In one aspect, a method for automatically determining hydraulic fracturing parameters is disclosed. In one example, the automatic method includes: (1) obtaining hydraulic fracturing treatment (HF) data, (2) determining a Rate Shut-In (RSI) time from the HF data, (3) determining a Well Shut-In (WSI) time using the RSI, and (4) calculating an Instantaneous Shut-In Pressure (ISIP) value based upon both the RSI and the WSI times, wherein determining the RSI time, the WSI time and calculating the ISIP value are automatically performed by one or more processors.
In another aspect, a system for automatically determining shut-in parameters from HF data from a wellbore is disclosed. In one example the system includes: (1) an interface for receiving HF data, and (2) one or more processors to perform operations. The operations include determining a Rate Shut-In (RSI) time from the HF data, determining a Well Shut-In (WSI) time using the RSI, and calculating an Instantaneous Shut-In Pressure (ISIP) value based upon both the RSI and the WSI times, wherein determining the RSI time, the WSI time and calculating the ISIP value are automatically performed by one or more processors.

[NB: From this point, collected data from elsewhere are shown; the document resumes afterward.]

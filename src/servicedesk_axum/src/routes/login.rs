use axum::{Json, extract::State, response::Response};
use servicedesk_adapters::{
    AppState,
    handlers::{self, LoginRequest},
};

use crate::{adapters::response_builder, error::ApiError};

#[tracing::instrument(name = "Login", skip_all, fields(user_name = %request.user_name))]
pub async fn login(
    State(state): State<AppState>,
    Json(request): Json<LoginRequest>,
) -> Result<Response, ApiError> {
    Ok(handlers::handle_login(&state, request, response_builder()).await?)
}
//! Axum integration for the servicedesk account workflow.
//!
//! ```text
//! ┌──────────────────────────────────────────┐
//! │  servicedesk_core: HTTP trait definitions│
//! └──────────────┬───────────────────────────┘
//!                │
//!                ▼
//! ┌──────────────────────────────────────────┐
//! │  servicedesk_axum: Axum implementations  │
//! │  - PartsRequest / AxumResponseBuilder    │
//! │  - CurrentUser / AdminUser extractors    │
//! │  - sliding session middleware            │
//! │  - routes and ApiError                   │
//! └──────────────────────────────────────────┘
//! ```

pub mod adapters;
pub mod error;
pub mod extractors;
pub mod middleware;
pub mod routes;

pub use adapters::{AxumResponseBuilder, PartsRequest, response_builder};
pub use error::ApiError;
pub use extractors::{AdminUser, CurrentUser};
pub use middleware::refresh_session;
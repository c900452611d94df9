use secrecy::ExposeSecret;
use serde::Serialize;
use servicedesk_application::ListUsersUseCase;
use servicedesk_core::{AuthResponseBuilder, AuthResponseHelpers, User};

use crate::{handlers::HandlerError, state::AppState};

const ACCESS_DENIED: &str = "You do not have permission to access this resource.";

#[derive(Debug, Serialize)]
#[serde(rename_all = "camelCase")]
pub struct UserSummary {
    pub user_id: String,
    pub user_name: String,
    pub email: String,
    pub name: String,
    pub surname: String,
    pub roles: Vec<String>,
    pub email_confirmed: bool,
}

impl From<&User> for UserSummary {
    fn from(user: &User) -> Self {
        Self {
            user_id: user.id().to_string(),
            user_name: user.username().to_string(),
            email: user.email().as_ref().expose_secret().clone(),
            name: user.name().to_owned(),
            surname: user.surname().to_owned(),
            roles: user.roles().iter().map(|r| r.as_str().to_owned()).collect(),
            email_confirmed: user.email_confirmed(),
        }
    }
}

pub fn handle_access_denied<B: AuthResponseBuilder>(builder: B) -> B::Response {
    builder.forbidden(ACCESS_DENIED)
}

/// Landing data for the admin area.
pub async fn handle_manage<B>(state: &AppState, builder: B) -> Result<B::Response, HandlerError>
where
    B: AuthResponseBuilder,
{
    let users = ListUsersUseCase::new(&*state.user_store).execute().await?;
    let unconfirmed = users.iter().filter(|u| !u.email_confirmed()).count();
    Ok(builder.ok_json(serde_json::json!({
        "userCount": users.len(),
        "unconfirmedCount": unconfirmed,
    })))
}

pub async fn handle_list_users<B>(state: &AppState, builder: B) -> Result<B::Response, HandlerError>
where
    B: AuthResponseBuilder,
{
    let users = ListUsersUseCase::new(&*state.user_store).execute().await?;
    let users: Vec<UserSummary> = users.iter().map(UserSummary::from).collect();
    Ok(builder.ok_json(serde_json::json!(users)))
}
use std::path::PathBuf;

use secrecy::Secret;
use serde::Deserialize;
use servicedesk_core::{LockoutPolicy, PasswordPolicy};

use crate::config::constants::env;

#[derive(Debug, Clone, Deserialize)]
pub struct AppSettings {
    pub application: ApplicationSettings,
    pub postgres: PostgresSettings,
    pub redis: RedisSettings,
    pub session: SessionSettings,
    #[serde(default)]
    pub identity: IdentitySettings,
    pub email_client: EmailClientSettings,
    pub payment: PaymentSettings,
    #[serde(default)]
    pub allowed_origins: AllowedOrigins,
}

#[derive(Debug, Clone, Deserialize)]
pub struct ApplicationSettings {
    pub address: String,
    /// Absolute origin used for links in emails, e.g. `https://desk.example.com`.
    pub base_url: String,
}

#[derive(Debug, Clone, Deserialize)]
pub struct PostgresSettings {
    pub url: Secret<String>,
    #[serde(default = "default_max_connections")]
    pub max_connections: u32,
}

fn default_max_connections() -> u32 {
    5
}

#[derive(Debug, Clone, Deserialize)]
pub struct RedisSettings {
    pub host_name: String,
}

#[derive(Debug, Clone, Deserialize)]
pub struct SessionSettings {
    pub cookie_name: String,
    pub jwt_secret: Secret<String>,
    pub expiry_in_seconds: i64,
    #[serde(default = "default_true")]
    pub sliding: bool,
    #[serde(default = "default_true")]
    pub secure_cookie: bool,
}

fn default_true() -> bool {
    true
}

#[derive(Debug, Clone, Deserialize)]
pub struct IdentitySettings {
    #[serde(default)]
    pub password: PasswordPolicy,
    #[serde(default)]
    pub lockout: LockoutPolicy,
    #[serde(default = "default_token_lifetime")]
    pub token_lifetime_in_seconds: i64,
}

fn default_token_lifetime() -> i64 {
    24 * 60 * 60
}

impl Default for IdentitySettings {
    fn default() -> Self {
        Self {
            password: PasswordPolicy::default(),
            lockout: LockoutPolicy::default(),
            token_lifetime_in_seconds: default_token_lifetime(),
        }
    }
}

#[derive(Debug, Clone, Deserialize)]
pub struct EmailClientSettings {
    pub base_url: String,
    pub sender: String,
    pub auth_token: Secret<String>,
    pub timeout_in_millis: u64,
}

impl EmailClientSettings {
    pub fn timeout(&self) -> std::time::Duration {
        std::time::Duration::from_millis(self.timeout_in_millis)
    }
}

#[derive(Debug, Clone, Deserialize)]
pub struct PaymentSettings {
    pub base_url: String,
    pub api_key: Secret<String>,
    pub secret_key: Secret<String>,
    #[serde(default = "default_locale")]
    pub locale: String,
    pub timeout_in_millis: u64,
}

fn default_locale() -> String {
    "tr".to_string()
}

impl PaymentSettings {
    pub fn timeout(&self) -> std::time::Duration {
        std::time::Duration::from_millis(self.timeout_in_millis)
    }
}

/// Origins allowed to make credentialed cross-origin requests.
#[derive(Debug, Clone, Default, Deserialize)]
#[serde(transparent)]
pub struct AllowedOrigins(Vec<String>);

impl AllowedOrigins {
    pub fn new(origins: Vec<String>) -> Self {
        Self(origins)
    }

    pub fn contains(&self, origin: &http::HeaderValue) -> bool {
        origin
            .to_str()
            .is_ok_and(|origin| self.0.iter().any(|allowed| allowed == origin))
    }

    pub fn is_empty(&self) -> bool {
        self.0.is_empty()
    }
}

impl AppSettings {
    /// Layers `base.json`, the optional `{APP_ENVIRONMENT}.json` and `APP__*`
    /// environment variables, in that order of precedence.
    pub fn load() -> Result<Self, config::ConfigError> {
        dotenvy::dotenv().ok();

        let config_dir = std::env::var(env::APP_CONFIG_DIR_ENV_VAR)
            .map(PathBuf::from)
            .unwrap_or_else(|_| PathBuf::from("config"));
        let environment =
            std::env::var(env::APP_ENVIRONMENT_ENV_VAR).unwrap_or_else(|_| "local".to_string());

        Self::load_from(config_dir, &environment)
    }

    pub fn load_from(
        config_dir: impl Into<PathBuf>,
        environment: &str,
    ) -> Result<Self, config::ConfigError> {
        let config_dir = config_dir.into();
        config::Config::builder()
            .add_source(config::File::from(config_dir.join("base.json")))
            .add_source(
                config::File::from(config_dir.join(format!("{environment}.json"))).required(false),
            )
            .add_source(
                config::Environment::with_prefix(env::ENV_VAR_PREFIX)
                    .prefix_separator(env::ENV_VAR_SEPARATOR)
                    .separator(env::ENV_VAR_SEPARATOR)
                    .list_separator(",")
                    .with_list_parse_key("allowed_origins")
                    .try_parsing(true),
            )
            .build()?
            .try_deserialize()
    }
}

In yet another aspect, a computer program product is disclosed that has a series of operating instructions stored on a non-transitory computer readable medium that direct one or more processors to perform operations for automatically determining hydraulic fracturing parameters. In one example the operations include: (1) determining a Rate Shut-In (RSI) time from hydraulic fracturing treatment (HF) data, (2) determining a Well Shut-In (WSI) time using the RSI; and (3) calculating an Instantaneous Shut-In Pressure (ISIP) value based upon both the RSI and the WSI times, wherein determining the RSI time, the WSI time and calculating the ISIP value are automatically performed.
Reference is now made to the following descriptions taken in conjunction with the accompanying drawings, in which:
Manually reviewing the hydraulic fracturing data and identifying parameters is a visual process of estimating that is typically performed by a geologist or engineer. Such visual estimations or “eyeballing” is prone to errors, time consuming, and is usually inconsistent due to different levels of expertise of those who are doing the visual analysis. Since the parameters, such as shut-in parameters, can be used to make decisions regarding not only the existing wellbore but other wellbores in a reservoir, errors can be compounded. As such, a more accurate, consistent, and faster analysis process would be beneficial to fracturing.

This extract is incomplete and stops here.